British Army general (1861-1916)

Major-General Edward Charles Ingouville-Williams (13 December 1861 – 22 July 1916) was a British Army officer of the First World War. He was killed in action while serving as commander of the 34th Division during the Battle of the Somme in July 1916.

==Early life and military career==
Edward Charles Ingouville-Williams was born on 13 December 1861 in Purbrook, Hampshire, to General Sir John W. C. Williams, an officer of the Royal Marines, and Georgiana Isabella, the daughter of a wealthy landowner.

He was commissioned as a subaltern, with the rank of second lieutenant, in the East Kent Regiment (3rd Regiment of Foot; known as "the Buffs") on 23 April 1881. Promoted to lieutenant on 1 July, he participated in the Nile Expedition (1884–1885) and served as adjutant to the regiment from 1894 to 1898 after promotion to captain on 1 November 1892. He was seconded to the Egyptian Army in 1898 and 1899, during which time he was appointed a brevet major in November 1898 and took part in the Battle of Atbara, and the Battle of Khartoum, for which he was later mentioned in dispatches. He was promoted from supernumerary captain to captain in June 1899.

From 1899 to 1902, he served under Lieutenant General Sir Charles Warren in the Second Boer War, which broke out in October 1899. He was present at the Relief of Ladysmith and was twice mentioned in dispatches during the war. His brother George Albanus, a major in the South Staffordshire Regiment, was killed in action during the conflict. By the end of the war, he had been awarded the Queen's South Africa Medal King's South Africa Medal, and the Distinguished Service Order (DSO), and had been promoted to lieutenant colonel, after having held the local rank earlier in the war. He changed his name to Ingouville-Williams in 1902, apparently in memory of his mother, whose maiden name was Ingouville.

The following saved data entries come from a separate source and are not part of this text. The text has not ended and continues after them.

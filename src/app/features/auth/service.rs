use sqlx::SqlitePool;
use time::OffsetDateTime;

use crate::app::{
    db,
    domain::{Email, HashedPassword, Password, UserId},
    error::AppError,
    session::RETENTION,
};

pub const INVALID_CREDENTIALS: &str = "Invalid login credentials";
pub const ALREADY_REGISTERED: &str = "User already registered";

/// Sign up a new user. Returns the session ID on success.
pub async fn signup(
    pool: &SqlitePool,
    email: &Email,
    password: &Password,
) -> Result<String, AppError> {
    if db::find_by_email(pool, email).await?.is_some() {
        return Err(AppError::Auth(ALREADY_REGISTERED.to_string()));
    }

    let password_hash = HashedPassword::from_password(password).map_err(|err| {
        tracing::error!(%err, "password hashing failed");
        AppError::Internal
    })?;

    let new_user = db::NewUser {
        id: UserId::new(),
        email: email.clone(),
        password_hash,
    };

    let mut tx = pool.begin().await?;

    db::users::insert(&mut *tx, &new_user).await?;

    let expires_at = OffsetDateTime::now_utc() + RETENTION;
    let session_id = db::sessions::create(&mut *tx, &new_user.id, expires_at).await?;

    tx.commit().await?;

    tracing::info!(user_id = %new_user.id, "user signed up");
    Ok(session_id)
}

/// Log in a user. Returns the session ID on success.
/// Unknown email and wrong password are indistinguishable to the caller.
pub async fn login(
    pool: &SqlitePool,
    email: &Email,
    password: &Password,
) -> Result<String, AppError> {
    let user = db::find_by_email(pool, email)
        .await?
        .ok_or_else(|| AppError::Auth(INVALID_CREDENTIALS.to_string()))?;

    HashedPassword::from_string(user.password_hash)
        .verify(password)
        .map_err(|_| AppError::Auth(INVALID_CREDENTIALS.to_string()))?;

    let user_id = UserId::from_string(&user.id).map_err(|_| AppError::Internal)?;

    let expires_at = OffsetDateTime::now_utc() + RETENTION;
    let session_id = db::sessions::create(pool, &user_id, expires_at).await?;

    tracing::info!(user_id = %user_id, "user logged in");
    Ok(session_id)
}
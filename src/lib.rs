pub mod app;
pub mod seeds;
pub mod site;

use axum::{middleware, Router};

/// Build the full application router. Used by main and by integration tests.
pub fn create_router(state: app::AppState) -> Router {
    Router::new()
        .merge(site::home::routes())
        .merge(app::routes())
        .layer(middleware::from_fn_with_state(state.clone(), app::gate::auth_gate))
        .layer(tower_http::trace::TraceLayer::new_for_http())
        .with_state(state)
}
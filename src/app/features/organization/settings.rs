use askama::Template;
use axum::{
    extract::{Query, State},
    response::{IntoResponse, Redirect, Response},
    routing::get,
    Form, Router,
};
use serde::Deserialize;
use validator::Validate;

use crate::app::{
    db,
    domain::{Branding, OrganizationName, OrganizationRole, Permission},
    error::AppError,
    features::layout::{self, Flash},
    session::AuthenticatedSession,
    tenant::{self, TenantContext},
    views::{self, ViewKey},
    AppState,
};

/// One row for the members table on the org settings page.
pub struct MemberRow {
    pub email: String,
    pub role_label: &'static str,
}

/// Organization settings body fragment.
#[derive(Template)]
#[template(path = "organization_settings.html")]
pub struct OrganizationSettingsTemplate {
    pub name: String,
    pub slug: String,
    pub plan: String,
    pub primary_color: String,
    pub logo_url: String,
    pub members: Vec<MemberRow>,
}

#[derive(Debug, Deserialize, Validate)]
pub struct OrganizationSettingsForm {
    #[validate(length(min = 1, max = 400))]
    pub name: String,
    #[serde(default)]
    #[validate(length(max = 16))]
    pub primary_color: String,
    #[serde(default)]
    #[validate(length(max = 2048))]
    pub logo_url: String,
}

async fn render_body(state: &AppState, context: &TenantContext) -> Result<String, AppError> {
    let organization = &context.current.organization;
    let members = db::organizations::list_members_with_email(&state.db, &context.organization_id).await?;
    let branding = organization.branding();

    let template = OrganizationSettingsTemplate {
        name: organization.name.clone(),
        slug: organization.slug.clone(),
        plan: organization.plan.clone(),
        primary_color: branding.primary_color.unwrap_or_default(),
        logo_url: branding.logo_url.unwrap_or_default(),
        members: members
            .into_iter()
            .map(|m| MemberRow {
                email: m.email,
                role_label: m
                    .role
                    .parse::<OrganizationRole>()
                    .map(|r| r.label())
                    .unwrap_or("不明"),
            })
            .collect(),
    };
    layout::render(&template)
}

/// GET /dashboard/settings/organization — Name, branding and members (owners/admins).
pub async fn show(
    AuthenticatedSession(session): AuthenticatedSession,
    State(state): State<AppState>,
    Query(flash): Query<Flash>,
) -> Response {
    let context = match layout::page_context(&state, &session, Permission::ManageOrganization).await {
        Ok(context) => context,
        Err(response) => return response,
    };

    let key = ViewKey::new(views::ORGANIZATION_SETTINGS, context.organization_id.as_str(), context.role());
    let body = state
        .views
        .get_or_render(key, || render_body(&state, &context))
        .await
        .unwrap_or_else(|err| layout::degraded_body(views::ORGANIZATION_SETTINGS, &err));

    layout::render_page(&context, "組織設定", flash, body).into_response()
}

/// POST /dashboard/settings/organization — Update name and branding.
pub async fn update(
    AuthenticatedSession(session): AuthenticatedSession,
    State(state): State<AppState>,
    Form(form): Form<OrganizationSettingsForm>,
) -> Result<Redirect, AppError> {
    if form.validate().is_err() {
        return Ok(layout::redirect_with_error(views::ORGANIZATION_SETTINGS, "入力内容を確認してください。"));
    }
    let name = match OrganizationName::new(&form.name) {
        Ok(name) => name,
        Err(_) => {
            return Ok(layout::redirect_with_error(
                views::ORGANIZATION_SETTINGS,
                "組織名は1〜100文字で入力してください。",
            ))
        }
    };
    let branding = match Branding::new(&form.primary_color, &form.logo_url) {
        Ok(branding) => branding,
        Err(msg) => return Ok(layout::redirect_with_error(views::ORGANIZATION_SETTINGS, msg)),
    };

    let context = tenant::authorize(&state, &session, Permission::ManageOrganization).await?;

    let updated =
        db::organizations::update_settings(&state.db, &context.organization_id, &name, &branding).await?;
    if !updated {
        return Err(AppError::NotFound);
    }

    tracing::info!(
        organization_id = %context.organization_id,
        user_id = %context.user_id,
        "organization settings updated"
    );
    state.views.revalidate_path(views::ORGANIZATION_SETTINGS);
    state.views.revalidate_path(views::DASHBOARD);

    Ok(layout::redirect_with_success(views::ORGANIZATION_SETTINGS, "組織設定を保存しました。"))
}

pub fn routes() -> Router<AppState> {
    Router::new().route(views::ORGANIZATION_SETTINGS, get(show).post(update))
}
use sqlx::{FromRow, SqliteExecutor};
use time::{Date, OffsetDateTime, Weekday};

use crate::app::domain::{shift_window, OrganizationId, ShiftId, ShiftWindow, StoreId};

/// Database row for shifts table. `day_of_week` is ISO (Monday = 1).
#[derive(Debug, Clone, FromRow)]
pub struct Shift {
    pub id: String,
    pub organization_id: String,
    pub store_id: String,
    pub staff_name: String,
    pub day_of_week: i64,
    pub start_minute: i64,
    pub end_minute: i64,
    pub created_at: i64,
}

impl Shift {
    pub fn weekday(&self) -> Option<Weekday> {
        shift_window::weekday_from_number(self.day_of_week)
    }
}

pub struct NewShift {
    pub id: ShiftId,
    pub organization_id: OrganizationId,
    pub store_id: StoreId,
    pub staff_name: String,
    pub day: Weekday,
    pub window: ShiftWindow,
}

pub async fn insert<'e, E>(executor: E, shift: &NewShift) -> Result<(), sqlx::Error>
where
    E: SqliteExecutor<'e>,
{
    let now = OffsetDateTime::now_utc().unix_timestamp();
    sqlx::query(
        "INSERT INTO shifts (id, organization_id, store_id, staff_name, day_of_week, start_minute, end_minute, created_at) \
         VALUES (?, ?, ?, ?, ?, ?, ?, ?)",
    )
    .bind(shift.id.as_str())
    .bind(shift.organization_id.as_str())
    .bind(shift.store_id.as_str())
    .bind(&shift.staff_name)
    .bind(shift_window::weekday_number(shift.day))
    .bind(shift.window.start_minute() as i64)
    .bind(shift.window.end_minute() as i64)
    .bind(now)
    .execute(executor)
    .await?;
    Ok(())
}

/// Every shift of a store, Monday first, then by start time.
pub async fn list_for_store<'e, E>(
    executor: E,
    organization_id: &OrganizationId,
    store_id: &StoreId,
) -> Result<Vec<Shift>, sqlx::Error>
where
    E: SqliteExecutor<'e>,
{
    sqlx::query_as::<_, Shift>(
        "SELECT id, organization_id, store_id, staff_name, day_of_week, start_minute, end_minute, created_at \
         FROM shifts WHERE organization_id = ? AND store_id = ? \
         ORDER BY day_of_week, start_minute, staff_name",
    )
    .bind(organization_id.as_str())
    .bind(store_id.as_str())
    .fetch_all(executor)
    .await
}

/// Shifts of a store that fall on the weekday of `date`, by start time.
pub async fn list_on_date<'e, E>(
    executor: E,
    organization_id: &OrganizationId,
    store_id: &StoreId,
    date: Date,
) -> Result<Vec<Shift>, sqlx::Error>
where
    E: SqliteExecutor<'e>,
{
    sqlx::query_as::<_, Shift>(
        "SELECT id, organization_id, store_id, staff_name, day_of_week, start_minute, end_minute, created_at \
         FROM shifts WHERE organization_id = ? AND store_id = ? AND day_of_week = ? \
         ORDER BY start_minute, staff_name",
    )
    .bind(organization_id.as_str())
    .bind(store_id.as_str())
    .bind(shift_window::weekday_number(date.weekday()))
    .fetch_all(executor)
    .await
}

pub async fn delete_in_organization<'e, E>(
    executor: E,
    organization_id: &OrganizationId,
    shift_id: &ShiftId,
) -> Result<bool, sqlx::Error>
where
    E: SqliteExecutor<'e>,
{
    let result = sqlx::query("DELETE FROM shifts WHERE id = ? AND organization_id = ?")
        .bind(shift_id.as_str())
        .bind(organization_id.as_str())
        .execute(executor)
        .await?;
    Ok(result.rows_affected() > 0)
}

In April 1903, Ingouville-Williams was transferred from the East Kents to the Worcestershire Regiment as a major. The next year he took command of the 2nd Battalion of the Worcesters, with whom he spent much of the following five years in British India, during which time he was promoted twice, first to lieutenant colonel in March 1904 and then to brevet colonel in December 1905. After completing his tour as his battalion's commanding officer (CO), he was, after being promoted to the full rank of colonel in March 1908, placed on a period of half-pay.

He was appointed a Companion of the Order of the Bath in June 1910 and went on to serve as commandant of the School of Instruction for Mounted Infantry in March. After relinquishing command of the school to Sydney Lawford, he then became general officer commanding (GOC) of the 16th Infantry Brigade, part of the 6th Division, from June 1912 until the outbreak of the First World War just over two years later. As a result of his new appointment, he received a temporary promotion to the rank of brigadier general.

==First World War==
Ingouville-Williams deployed to France with his brigade, and the rest of the 6th Division, in September 1914 to reinforce the British Expeditionary Force (BEF).

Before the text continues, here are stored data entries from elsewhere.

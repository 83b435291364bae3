mod demo_salon;

use async_trait::async_trait;
use sqlx::SqlitePool;

use crate::app::error::AppError;

/// Table recording which seeds have been applied.
pub const SEEDS_TABLE: &str = "_salonbook_seeds";

/// Outcome of running a seed. Skipped seeds are not recorded so they may run again later.
#[derive(Debug, Clone, Copy, PartialEq, Eq)]
pub enum SeedOutcome {
    /// Seed executed and made changes; record it.
    Applied,
    /// Seed chose not to run (e.g. env not set); do not record.
    Skipped,
}

/// A database seed. Seeds run in version order and are tracked for idempotency.
#[async_trait]
pub trait Seed: Send + Sync {
    /// Unique version identifier (timestamp format: YYYYMMDDHHMMSS).
    fn version(&self) -> i64;

    fn description(&self) -> &str;

    /// Execute the seed through the db layer and services; no raw SQL.
    async fn run(&self, pool: &SqlitePool) -> Result<SeedOutcome, AppError>;
}

/// All seeds in execution order (sorted by version).
pub fn all_seeds() -> Vec<Box<dyn Seed>> {
    let mut seeds: Vec<Box<dyn Seed>> = vec![Box::new(demo_salon::DemoSalon)];
    seeds.sort_by_key(|s| s.version());
    seeds
}

/// Run all pending seeds against `pool`.
pub async fn run_seeds(pool: &SqlitePool) -> Result<(), AppError> {
    ensure_seeds_table(pool).await?;
    let applied = applied_versions(pool).await?;
    for seed in all_seeds() {
        let version = seed.version();
        if applied.contains(&version) {
            continue;
        }
        match seed.run(pool).await? {
            SeedOutcome::Applied => record_seed(pool, version, seed.description()).await?,
            SeedOutcome::Skipped => {}
        }
    }
    Ok(())
}

pub async fn ensure_seeds_table(pool: &SqlitePool) -> Result<(), sqlx::Error> {
    sqlx::query(&format!(
        "CREATE TABLE IF NOT EXISTS {SEEDS_TABLE} (
            version INTEGER PRIMARY KEY NOT NULL,
            description TEXT NOT NULL,
            installed_on INTEGER NOT NULL DEFAULT (unixepoch())
        )"
    ))
    .execute(pool)
    .await?;
    Ok(())
}

pub async fn applied_versions(pool: &SqlitePool) -> Result<Vec<i64>, sqlx::Error> {
    sqlx::query_scalar::<_, i64>(&format!("SELECT version FROM {SEEDS_TABLE}"))
        .fetch_all(pool)
        .await
}

pub async fn record_seed(pool: &SqlitePool, version: i64, description: &str) -> Result<(), sqlx::Error> {
    sqlx::query(&format!("INSERT INTO {SEEDS_TABLE} (version, description) VALUES (?, ?)"))
        .bind(version)
        .bind(description)
        .execute(pool)
        .await?;
    Ok(())
}

pub async fn forget_seed(pool: &SqlitePool, version: i64) -> Result<(), sqlx::Error> {
    sqlx::query(&format!("DELETE FROM {SEEDS_TABLE} WHERE version = ?"))
        .bind(version)
        .execute(pool)
        .await?;
    Ok(())
}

After seeing action at the First Battle of the Aisne, he commanded the brigade during the Battle of Armentières in October. He directed the brigade's operations throughout the First Battle of Ypres, which lasted until late November and saw the BEF sustain severe casualties, and led it during the severe winter of 1914 and into 1915.

In April 1915, he led the brigade during the Second Battle of Ypres, specifically during the intense fighting at St. Julien and Hooge, where his men were among the first to experience German gas attacks.

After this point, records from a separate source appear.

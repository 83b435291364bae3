use std::env;

use async_trait::async_trait;
use rand::prelude::{IndexedRandom, SliceRandom};
use sqlx::SqlitePool;

use crate::app::{
    db::{self, stores::NewStore, NewUser},
    domain::{Email, HashedPassword, OrganizationId, Password, StoreId, UserId},
    error::AppError,
    features::organization,
};
use crate::seeds::{Seed, SeedOutcome};

const UPPER: &[u8] = b"ABCDEFGHJKLMNPQRSTUVWXYZ";
const LOWER: &[u8] = b"abcdefghijkmnopqrstuvwxyz";
const DIGIT: &[u8] = b"23456789";

/// 15 characters with at least one of each class.
fn random_password() -> String {
    let mut rng = rand::rng();
    let pick = |set: &[u8], rng: &mut rand::rngs::ThreadRng| set.choose(rng).copied().unwrap_or(b'x') as char;
    let mut chars: Vec<char> = vec![
        pick(UPPER, &mut rng),
        pick(LOWER, &mut rng),
        pick(DIGIT, &mut rng),
    ];
    let all: Vec<u8> = UPPER.iter().chain(LOWER).chain(DIGIT).copied().collect();
    for _ in 0..12 {
        chars.push(pick(&all, &mut rng));
    }
    chars.shuffle(&mut rng);
    chars.into_iter().collect()
}

/// Demo owner with one salon and one store, for local development.
/// Runs only when `SEED_DEMO_OWNER_EMAIL` is set.
pub struct DemoSalon;

#[async_trait]
impl Seed for DemoSalon {
    fn version(&self) -> i64 {
        20260301090000
    }

    fn description(&self) -> &str {
        "demo_salon"
    }

    async fn run(&self, pool: &SqlitePool) -> Result<SeedOutcome, AppError> {
        let email = match env::var("SEED_DEMO_OWNER_EMAIL") {
            Ok(s) if !s.trim().is_empty() => s,
            _ => return Ok(SeedOutcome::Skipped),
        };
        let Ok(email) = Email::new(email) else {
            return Ok(SeedOutcome::Skipped);
        };
        if db::find_by_email(pool, &email).await?.is_some() {
            return Ok(SeedOutcome::Applied);
        }

        let plaintext = random_password();
        let password = Password::new(plaintext.clone()).map_err(|_| AppError::Internal)?;
        let password_hash = HashedPassword::from_password(&password).map_err(|_| AppError::Internal)?;
        let user_id = UserId::new();
        db::users::insert(
            pool,
            &NewUser {
                id: user_id.clone(),
                email: email.clone(),
                password_hash,
            },
        )
        .await?;

        let salon = organization::create_organization(pool, Some(&user_id), "デモサロン").await?;
        let organization_id = OrganizationId::from_string(&salon.id).map_err(|_| AppError::Internal)?;
        db::stores::insert(
            pool,
            &NewStore {
                id: StoreId::new(),
                organization_id,
                name: "本店".to_string(),
                address: "東京都渋谷区".to_string(),
            },
        )
        .await?;

        eprintln!(
            "Created demo owner: {} / {}",
            email.as_str(),
            plaintext
        );
        eprintln!("Demo organization id (DEFAULT_ORGANIZATION_ID): {}", salon.id);
        Ok(SeedOutcome::Applied)
    }
}

#[cfg(test)]
mod tests {
    use super::*;

    #[test]
    fn random_password_meets_strength_rules() {
        for _ in 0..20 {
            let p = random_password();
            assert_eq!(p.len(), 15);
            assert!(Password::new(p).is_ok());
        }
    }
}
use time::Weekday;

/// Working hours within one day, as minutes from midnight. `start < end <= 24:00`.
#[derive(Debug, Clone, Copy, PartialEq, Eq)]
pub struct ShiftWindow {
    start_minute: u16,
    end_minute: u16,
}

impl ShiftWindow {
    pub const MINUTES_PER_DAY: u16 = 24 * 60;

    pub fn new(start_minute: u16, end_minute: u16) -> Result<Self, &'static str> {
        if end_minute > Self::MINUTES_PER_DAY {
            return Err("Shift must end by 24:00.");
        }
        if start_minute >= end_minute {
            return Err("Shift must end after it starts.");
        }
        Ok(Self {
            start_minute,
            end_minute,
        })
    }

    /// Parse `"HH:MM"` start and end times.
    pub fn parse(start: &str, end: &str) -> Result<Self, &'static str> {
        Self::new(parse_clock(start)?, parse_clock(end)?)
    }

    pub fn start_minute(&self) -> u16 {
        self.start_minute
    }

    pub fn end_minute(&self) -> u16 {
        self.end_minute
    }
}

fn parse_clock(s: &str) -> Result<u16, &'static str> {
    let (h, m) = s.trim().split_once(':').ok_or("Time must be HH:MM.")?;
    let h: u16 = h.parse().map_err(|_| "Time must be HH:MM.")?;
    let m: u16 = m.parse().map_err(|_| "Time must be HH:MM.")?;
    if m >= 60 || h > 24 || (h == 24 && m != 0) {
        return Err("Time must be HH:MM.");
    }
    Ok(h * 60 + m)
}

/// Render minutes from midnight as `HH:MM`.
pub fn format_clock(minute: i64) -> String {
    format!("{:02}:{:02}", minute / 60, minute % 60)
}

/// Weekday stored as ISO number, Monday = 1 .. Sunday = 7.
pub fn weekday_number(day: Weekday) -> i64 {
    day.number_from_monday() as i64
}

/// Inverse of `weekday_number`. `None` outside 1..=7.
pub fn weekday_from_number(n: i64) -> Option<Weekday> {
    let day = match n {
        1 => Weekday::Monday,
        2 => Weekday::Tuesday,
        3 => Weekday::Wednesday,
        4 => Weekday::Thursday,
        5 => Weekday::Friday,
        6 => Weekday::Saturday,
        7 => Weekday::Sunday,
        _ => return None,
    };
    Some(day)
}

/// Short Japanese label for a weekday.
pub fn weekday_label(day: Weekday) -> &'static str {
    match day {
        Weekday::Monday => "月",
        Weekday::Tuesday => "火",
        Weekday::Wednesday => "水",
        Weekday::Thursday => "木",
        Weekday::Friday => "金",
        Weekday::Saturday => "土",
        Weekday::Sunday => "日",
    }
}

#[cfg(test)]
mod tests {
    use super::*;

    #[test]
    fn parses_clock_times() {
        let w = ShiftWindow::parse("09:30", "18:00").unwrap();
        assert_eq!(w.start_minute(), 570);
        assert_eq!(w.end_minute(), 1080);
        assert!(ShiftWindow::parse("00:00", "24:00").is_ok());
    }

    #[test]
    fn rejects_inverted_and_out_of_range() {
        assert!(ShiftWindow::parse("18:00", "09:00").is_err());
        assert!(ShiftWindow::parse("10:00", "10:00").is_err());
        assert!(ShiftWindow::parse("10:00", "24:30").is_err());
        assert!(ShiftWindow::parse("9", "10:00").is_err());
        assert!(ShiftWindow::parse("09:60", "10:00").is_err());
    }

    #[test]
    fn weekday_numbers_round_trip_iso() {
        assert_eq!(weekday_number(Weekday::Monday), 1);
        assert_eq!(weekday_number(Weekday::Sunday), 7);
        assert_eq!(weekday_from_number(3), Some(Weekday::Wednesday));
        assert_eq!(weekday_from_number(0), None);
        assert_eq!(weekday_from_number(8), None);
    }

    #[test]
    fn formats_clock() {
        assert_eq!(format_clock(570), "09:30");
        assert_eq!(format_clock(1440), "24:00");
    }
}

He remained in command of the 16th Brigade until June 1915, by which time he had been in command for nearly three years, when he was promoted to major general, "for distinguished service in the Field", and sent to Britain to command the newly formed 34th Division, a Kitchener's Army unit.

After training in England, he took the 34th to the Western Front in January 1916 and led the division at the beginning of the Battle of the Somme in summer 1916. He earned another four mentions in despatches during the war. On 22 July, Ingouville-Williams and his aide-de-camp personally inspected the ground on which the division was expected to fight the following week. On his way back, he was caught in an artillery barrage and was killed instantly after being struck by a piece of shrapnel.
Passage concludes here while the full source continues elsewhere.